The FBI in Portland, OR sent a press release helping to keep us secure. It was put out by Beth Anne Steele. We reached out to her to ask about the potential criminal liability associated with paying a ransom – if it falls into the hands of ISIS, another terrorist organization or a hostile foreign power. We have been asking the FBI about this since 2016 but have not received an answer.

Beth Anne was not available for comment and her voicemail referred us to a media email address which we used to ask our question. We did not hear back immediately and will update this post if we do.

Here is the full release from the FBI:

Oregon FBI Tech Tuesday: Building a Digital Defense Against Phishing and Spear Phishing Attacks

Welcome to the Oregon FBI’s Tech Tuesday segment. This week: building a digital defense against phishing scams.

October is cyber security month in the U.S., and in recognition of that, we are going to take some time over the next few weeks to explain some basic threats and terms that everyone needs to know to keep themselves safe online.

Let’s start with “phishing”.

There are many different types of fishing: deep sea fishing, ice fishing, fly fishing… you get the point. But today, we want to talk about phishing with a “ph”—and the related problem of “spear phishing.”

Phishing is when a fraudster sends you texts, emails, or other messages with the intent of tricking you into responding in some way. He will often include a malicious attachment or link in the message. If you open the attachment or click on the link, the scammer can gain access to your device.

From there, the possibilities are endless. He can install ransomware that will lock you out of your computer. He can steal your data or install software that allows him to track all of your activity, including the passwords you enter. He can gain access to your bank accounts, credit cards, and the most personal info you have stored.

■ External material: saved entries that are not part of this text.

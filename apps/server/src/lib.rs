/// Defines the arguments required to start the server using [`clap`].
///
/// [`clap`]: https://docs.rs/clap
pub mod config;

/// Contains the setup code for the API
///
/// The API Routes are in the `routes/**` child modules of this
pub mod http;
use axum::extract::State;
use axum::routing::get;
use axum::{Json, Router};
use models::ServiceInfo;

use crate::http::{not_found, ApiContext};

pub fn router() -> Router<ApiContext> {
    Router::new().route("/", get(service_info).fallback(not_found))
}

async fn service_info(State(context): State<ApiContext>) -> Json<ServiceInfo> {
    Json(ServiceInfo {
        message: "Authentication Service",
        version: context.config.version.clone(),
        environment: context.config.environment.clone(),
        site_group: context.config.site_group.clone(),
    })
}
use anyhow::Context;
use axum::body::Bytes;
use axum::http::{header::CONTENT_TYPE, HeaderMap};
use axum::routing::{get, post};
use axum::{Json, Router};
use models::{LoginResponse, MeResponse, User, ValidateResponse};
use serde_json::Value;

use crate::http::{not_found, ApiContext, Result};

pub fn router() -> Router<ApiContext> {
    Router::new()
        .route("/auth/login", post(login).fallback(not_found))
        .route("/auth/validate", post(validate).fallback(not_found))
        .route("/auth/me", get(me).fallback(not_found))
}

/// Reads the request body the way the service treats every body: parsed
/// eagerly when the content type says JSON, ignored otherwise.
///
/// Malformed JSON funnels into the generic 500 responder rather than
/// crashing the handler; no route actually uses the parsed value.
fn parse_json_body(headers: &HeaderMap, body: &Bytes) -> Result<Option<Value>> {
    let is_json = headers
        .get(CONTENT_TYPE)
        .and_then(|value| value.to_str().ok())
        .map(|value| value.starts_with("application/json"))
        .unwrap_or(false);

    if !is_json || body.is_empty() {
        return Ok(None);
    }

    let value = serde_json::from_slice(body).context("malformed JSON request body")?;

    Ok(Some(value))
}

/// Demo login. Credentials are not checked; every request gets the same
/// canned token and user.
async fn login(headers: HeaderMap, body: Bytes) -> Result<Json<LoginResponse>> {
    let _credentials = parse_json_body(&headers, &body)?;

    Ok(Json(LoginResponse {
        message: "Login endpoint",
        token: "demo-jwt-token",
        user: User::demo(),
    }))
}

/// Demo token validation. Any token, or none at all, is reported valid.
async fn validate(headers: HeaderMap, body: Bytes) -> Result<Json<ValidateResponse>> {
    let _token = parse_json_body(&headers, &body)?;

    Ok(Json(ValidateResponse {
        valid: true,
        user: User::demo(),
    }))
}

async fn me() -> Json<MeResponse> {
    Json(MeResponse {
        user: User::demo_with_roles(),
    })
}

Spear phishing is a more personalized version of the same scam. In this case, instead of receiving an email from a random individual, the scam artist will send you a personalized message that appears to come from a trusted source. It could look as though it comes from a friend, a business partner, a social media acquaintance, or even your bank. There are many variations of the scam, but the scam artist will often tell you a story to trick you into giving up your private information. For example, the fraudster may:

• Say he’s noticed suspicious activity on your account and wants you to verify your information
• Include a fake invoice
• Offer a government refund or claim you won a prize

So what are the warning signs of such scams?

• Phishing messages often look legitimate—as though they came from a person or company you know. It’s easy to spoof a logo, and scammers will often make their messages look like they are from a trusted source.
• They will ask you to click on a link or open an attachment.
• They may ask for you to provide passwords, bank account numbers, or other confidential information.
• They will use fear to try to pressure you to act quickly. They may threaten to close your account, fine you, or even have you arrested if you don’t move quickly.

What can you do?

• Protect your devices by using anti-virus and anti-malware software. Set the software to update automatically.
• Don’t assume that a message that looks like it is from a friend or business associate is real. Call or email the person or company to confirm before ever clicking on a link or opening an attachment.
• Most importantly, if you have any doubt—don’t click.

If you have been a victim of this online scam or any other fraud, report it to the FBI’s Internet Crime Complaint Center or call your local FBI office.